The day before the prom, Mike and Kim argued, and Kim canceled their prom date. That night and the next day, Kim spent time with various friends. Instead of dressing up and spending Saturday evening dancing with Mike as planned, she donned blue jeans, a white short-sleeved blouse, and white high-top sneakers and headed into town with her friend Rhonda Breton. There they encountered two 25-year-old acquaintances in a white Pontiac Trans Am, Brian Enman and Darren Joudry. About 11 p.m., after Darren left to go to work, the car pulled up in front of Kim’s house on Jewell St. Kim ran inside and told her sister Karen she was going out for a ride and would be back in one hour. She didn’t bring a purse or other belongings with her.
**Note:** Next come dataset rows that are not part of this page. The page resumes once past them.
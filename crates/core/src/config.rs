//! Core runtime configuration.
//!
//! Configuration is resolved once at process startup and passed into services, so request
//! handling never reads process-wide environment variables.

use crate::constants::DEFAULT_DATA_FILE;
use crate::{PatientError, PatientResult};
use std::path::{Path, PathBuf};

/// Core configuration resolved at startup.
#[derive(Clone, Debug)]
pub struct CoreConfig {
    data_file: PathBuf,
}

impl CoreConfig {
    /// Create a new `CoreConfig`.
    ///
    /// # Errors
    ///
    /// Returns `PatientError::InvalidInput` if the path is empty, names an existing
    /// directory, or its parent directory does not exist.
    pub fn new(data_file: PathBuf) -> PatientResult<Self> {
        if data_file.as_os_str().is_empty() {
            return Err(PatientError::InvalidInput(
                "data file path cannot be empty".into(),
            ));
        }

        if data_file.is_dir() {
            return Err(PatientError::InvalidInput(format!(
                "data file path is a directory: {}",
                data_file.display()
            )));
        }

        // A bare filename has an empty parent, meaning the working directory.
        if let Some(parent) = data_file.parent() {
            if !parent.as_os_str().is_empty() && !parent.is_dir() {
                return Err(PatientError::InvalidInput(format!(
                    "data file directory does not exist: {}",
                    parent.display()
                )));
            }
        }

        Ok(Self { data_file })
    }

    pub fn data_file(&self) -> &Path {
        &self.data_file
    }
}

/// Resolve the store path from an optional string value.
///
/// If `value` is `None` or empty/whitespace, returns [`DEFAULT_DATA_FILE`].
pub fn data_file_from_env_value(value: Option<String>) -> PathBuf {
    value
        .map(|v| v.trim().to_string())
        .filter(|v| !v.is_empty())
        .map(PathBuf::from)
        .unwrap_or_else(|| PathBuf::from(DEFAULT_DATA_FILE))
}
Kim did not return home. Later, Rhonda would tell police Kim was still upset over her fight with Mike and asked to be dropped off a half-mile from her home at 3:45 a.m., saying she’d walk the rest of the way. Brian said he dropped her on Jewel street a half-mile from her house and that’s the last time he saw her. Her dad, Richard Moreau, says that’s not believable; it was cold out, and Kimberly was afraid of the dark. Whatever happened to Kim that night, she was never seen or heard from again.
Jay’s official murder rate sits at zero. Its missing persons list consists of one name: Kimberly Moreau.
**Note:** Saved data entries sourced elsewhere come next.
#[derive(Debug, thiserror::Error)]
pub enum PatientError {
    #[error("invalid {field}: {reason}")]
    Validation { field: &'static str, reason: String },
    #[error("patient not found: {0}")]
    NotFound(String),
    #[error("patient already exists: {0}")]
    Conflict(String),
    #[error("invalid argument: {0}")]
    InvalidArgument(String),
    #[error("invalid input: {0}")]
    InvalidInput(String),

    #[error("failed to read patient store: {0}")]
    FileRead(std::io::Error),
    #[error("failed to write patient store: {0}")]
    FileWrite(std::io::Error),
    #[error("failed to serialize patient store: {0}")]
    Serialization(serde_json::Error),
    #[error("failed to deserialize patient store: {0}")]
    Deserialization(serde_path_to_error::Error<serde_json::Error>),
}

impl PatientError {
    pub(crate) fn validation(field: &'static str, reason: impl Into<String>) -> Self {
        PatientError::Validation {
            field,
            reason: reason.into(),
        }
    }

    /// True for failures of the backing store rather than of the request.
    pub fn is_store_failure(&self) -> bool {
        matches!(
            self,
            PatientError::FileRead(_)
                | PatientError::FileWrite(_)
                | PatientError::Serialization(_)
                | PatientError::Deserialization(_)
        )
    }
}

pub type PatientResult<T> = std::result::Result<T, PatientError>;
When Kimberly didn’t come home that Saturday night in 1986, police initially considered her a runaway as was all too common nationwide at the time. It took four months before Kimberly was classified as missing and endangered and police launched an all-out investigation. Eventually, police would search party places where Enman and Joudry were believed to hang out. They searched abandoned wells and quarries, they searched the rivers and woods, following leads as to what might have happened to the missing teen. One popular hangout, Meadowview, was searched multiple times to no avail. Dalot said Kim didn’t typically hang out at Meadowview but the men she was with that night did.
It took 18 years before investigators searched the Pontiac Trans Am which, by that time, had cycled through three owners. Although her body has never been found, Kimberly is now presumed by officials to have been a victim of foul play. After seven years without a sighting or communication, Kimberly was declared dead in 1993.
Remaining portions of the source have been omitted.